▶ Task to complete: Retype the entries below without any change.

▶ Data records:
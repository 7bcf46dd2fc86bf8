//! Lichess API client.
//!
//! Resolves teams, lists a team's Swiss tournaments and downloads their
//! games. All Lichess endpoint specifics live in this module.

use async_trait::async_trait;
use serde::Deserialize;
use tracing::{debug, info};
use url::Url;

use crate::aggregate::TournamentSource;
use crate::fetch::{FetchError, Fetcher};
use crate::models::{TeamRef, TournamentId};
use crate::pgn;

pub const DEFAULT_BASE_URL: &str = "https://lichess.org";

/// One page of `GET /api/team/search`.
#[derive(Debug, Clone, Deserialize)]
#[serde(rename_all = "camelCase")]
struct TeamSearchPage {
    #[serde(default)]
    current_page_results: Vec<TeamSearchResult>,
}

#[derive(Debug, Clone, Deserialize)]
struct TeamSearchResult {
    id: String,
    name: String,
}

/// One NDJSON line of `GET /api/team/{id}/swiss`. Only the ID is used.
#[derive(Debug, Clone, Deserialize)]
struct SwissSummary {
    id: String,
}

/// Pick the first hit of a team search response.
pub fn parse_team_search(json: &str) -> Result<Option<TeamRef>, serde_json::Error> {
    let page: TeamSearchPage = serde_json::from_str(json)?;
    Ok(page
        .current_page_results
        .into_iter()
        .next()
        .map(|hit| TeamRef::new(hit.id, hit.name)))
}

/// Extract tournament IDs from an NDJSON listing, skipping lines that
/// don't parse.
pub fn parse_tournament_ids(ndjson: &str) -> Vec<TournamentId> {
    ndjson
        .lines()
        .map(str::trim)
        .filter(|line| !line.is_empty())
        .filter_map(|line| match serde_json::from_str::<SwissSummary>(line) {
            Ok(summary) => Some(TournamentId::new(summary.id)),
            Err(e) => {
                debug!("Skipping tournament line: {}", e);
                None
            }
        })
        .collect()
}

/// Client for the public Lichess API.
#[derive(Debug, Clone)]
pub struct LichessClient {
    fetcher: Fetcher,
    base_url: Url,
}

impl LichessClient {
    pub fn new(fetcher: Fetcher, base_url: &str) -> Result<Self, FetchError> {
        let base_url = Url::parse(base_url)
            .map_err(|e| FetchError::InvalidUrl(format!("Bad Lichess base URL: {}", e)))?;
        if base_url.cannot_be_a_base() {
            return Err(FetchError::InvalidUrl(format!(
                "Lichess base URL cannot be a base: {}",
                base_url
            )));
        }
        Ok(Self { fetcher, base_url })
    }

    /// Build `{base}/seg1/seg2/...`, percent-encoding each segment.
    fn endpoint(&self, segments: &[&str]) -> Result<Url, FetchError> {
        let mut url = self.base_url.clone();
        url.path_segments_mut()
            .map_err(|_| FetchError::InvalidUrl(self.base_url.to_string()))?
            .pop_if_empty()
            .extend(segments);
        Ok(url)
    }

    /// Search teams by name fragment; returns the first match.
    pub async fn search_team(&self, fragment: &str) -> Result<Option<TeamRef>, FetchError> {
        let mut url = self.endpoint(&["api", "team", "search"])?;
        url.query_pairs_mut()
            .append_pair("text", &fragment.to_lowercase());

        let body = self.fetcher.get_text(&url).await?;
        let team = parse_team_search(&body)?;
        match &team {
            Some(t) => info!("Lichess: '{}' resolved to {} ({})", fragment, t.name, t.id),
            None => info!("Lichess: no team matches '{}'", fragment),
        }
        Ok(team)
    }

    /// List the Swiss tournaments of a team, in the order Lichess returns them.
    pub async fn team_swiss_tournaments(
        &self,
        team_id: &str,
    ) -> Result<Vec<TournamentId>, FetchError> {
        let url = self.endpoint(&["api", "team", team_id, "swiss"])?;
        let body = self.fetcher.get_text(&url).await?;
        let ids = parse_tournament_ids(&body);
        info!("Lichess: team {} has {} Swiss tournaments", team_id, ids.len());
        Ok(ids)
    }

    /// Download all games of a Swiss tournament as raw PGN blocks.
    pub async fn swiss_games(&self, tournament: &TournamentId) -> Result<Vec<String>, FetchError> {
        let url = self.endpoint(&["api", "swiss", tournament.as_str(), "games"])?;
        let body = self.fetcher.get_text(&url).await?;
        let games = pgn::split_games(&body);
        debug!("Lichess: tournament {} has {} games", tournament, games.len());
        Ok(games)
    }
}

#[async_trait]
impl TournamentSource for LichessClient {
    async fn resolve_team(&self, fragment: &str) -> Result<Option<TeamRef>, FetchError> {
        self.search_team(fragment).await
    }

    async fn list_tournaments(&self, team: &TeamRef) -> Result<Vec<TournamentId>, FetchError> {
        self.team_swiss_tournaments(&team.id).await
    }

    async fn fetch_games(&self, tournament: &TournamentId) -> Result<Vec<String>, FetchError> {
        self.swiss_games(tournament).await
    }
}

▶ Response area:
repository 7bcf46dd2fc86bf8
//! Lichess API client.
//!
//! Resolves teams, lists a team's Swiss tournaments and downloads their
//! games. All Lichess endpoint specifics live in this module.

use async_trait::async_trait;
use serde::Deserialize;
use tracing::{debug, info};
use url::Url;

use crate::aggregate::TournamentSource;
use crate::fetch::{FetchError, Fetcher};
use crate::models::{TeamRef, TournamentId};
use crate::pgn;

pub const DEFAULT_BASE_URL: &str = "https://lichess.org";

/// One page of `GET /api/team/search`.
#[derive(Debug, Clone, Deserialize)]
#[serde(rename_all = "camelCase")]
struct TeamSearchPage {
    #[serde(default)]
    current_page_results: Vec<TeamSearchResult>,
}

#[derive(Debug, Clone, Deserialize)]
struct TeamSearchResult {
    id: String,
    name: String,
}

/// One NDJSON line of `GET /api/team/{id}/swiss`. Only the ID is used.
#[derive(Debug, Clone, Deserialize)]
struct SwissSummary {
    id: String,
}

/// Pick the first hit of a team search response.
pub fn parse_team_search(json: &str) -> Result<Option<TeamRef>, serde_json::Error> {
    let page: TeamSearchPage = serde_json::from_str(json)?;
    Ok(page
        .current_page_results
        .into_iter()
        .next()
        .map(|hit| TeamRef::new(hit.id, hit.name)))
}

/// Extract tournament IDs from an NDJSON listing, skipping lines that
/// don't parse.
pub fn parse_tournament_ids(ndjson: &str) -> Vec<TournamentId> {
    ndjson
        .lines()
        .map(str::trim)
        .filter(|line| !line.is_empty())
        .filter_map(|line| match serde_json::from_str::<SwissSummary>(line) {
            Ok(summary) => Some(TournamentId::new(summary.id)),
            Err(e) => {
                debug!("Skipping tournament line: {}", e);
                None
            }
        })
        .collect()
}

/// Client for the public Lichess API.
#[derive(Debug, Clone)]
pub struct LichessClient {
    fetcher: Fetcher,
    base_url: Url,
}

impl LichessClient {
    pub fn new(fetcher: Fetcher, base_url: &str) -> Result<Self, FetchError> {
        let base_url = Url::parse(base_url)
            .map_err(|e| FetchError::InvalidUrl(format!("Bad Lichess base URL: {}", e)))?;
        if base_url.cannot_be_a_base() {
            return Err(FetchError::InvalidUrl(format!(
                "Lichess base URL cannot be a base: {}",
                base_url
            )));
        }
        Ok(Self { fetcher, base_url })
    }

    /// Build `{base}/seg1/seg2/...`, percent-encoding each segment.
    fn endpoint(&self, segments: &[&str]) -> Result<Url, FetchError> {
        let mut url = self.base_url.clone();
        url.path_segments_mut()
            .map_err(|_| FetchError::InvalidUrl(self.base_url.to_string()))?
            .pop_if_empty()
            .extend(segments);
        Ok(url)
    }

    /// Search teams by name fragment; returns the first match.
    pub async fn search_team(&self, fragment: &str) -> Result<Option<TeamRef>, FetchError> {
        let mut url = self.endpoint(&["api", "team", "search"])?;
        url.query_pairs_mut()
            .append_pair("text", &fragment.to_lowercase());

        let body = self.fetcher.get_text(&url).await?;
        let team = parse_team_search(&body)?;
        match &team {
            Some(t) => info!("Lichess: '{}' resolved to {} ({})", fragment, t.name, t.id),
            None => info!("Lichess: no team matches '{}'", fragment),
        }
        Ok(team)
    }

    /// List the Swiss tournaments of a team, in the order Lichess returns them.
    pub async fn team_swiss_tournaments(
        &self,
        team_id: &str,
    ) -> Result<Vec<TournamentId>, FetchError> {
        let url = self.endpoint(&["api", "team", team_id, "swiss"])?;
        let body = self.fetcher.get_text(&url).await?;
        let ids = parse_tournament_ids(&body);
        info!("Lichess: team {} has {} Swiss tournaments", team_id, ids.len());
        Ok(ids)
    }

    /// Download all games of a Swiss tournament as raw PGN blocks.
    pub async fn swiss_games(&self, tournament: &TournamentId) -> Result<Vec<String>, FetchError> {
        let url = self.endpoint(&["api", "swiss", tournament.as_str(), "games"])?;
        let body = self.fetcher.get_text(&url).await?;
        let games = pgn::split_games(&body);
        debug!("Lichess: tournament {} has {} games", tournament, games.len());
        Ok(games)
    }
}

#[async_trait]
impl TournamentSource for LichessClient {
    async fn resolve_team(&self, fragment: &str) -> Result<Option<TeamRef>, FetchError> {
        self.search_team(fragment).await
    }

    async fn list_tournaments(&self, team: &TeamRef) -> Result<Vec<TournamentId>, FetchError> {
        self.team_swiss_tournaments(&team.id).await
    }

    async fn fetch_games(&self, tournament: &TournamentId) -> Result<Vec<String>, FetchError> {
        self.swiss_games(tournament).await
    }
}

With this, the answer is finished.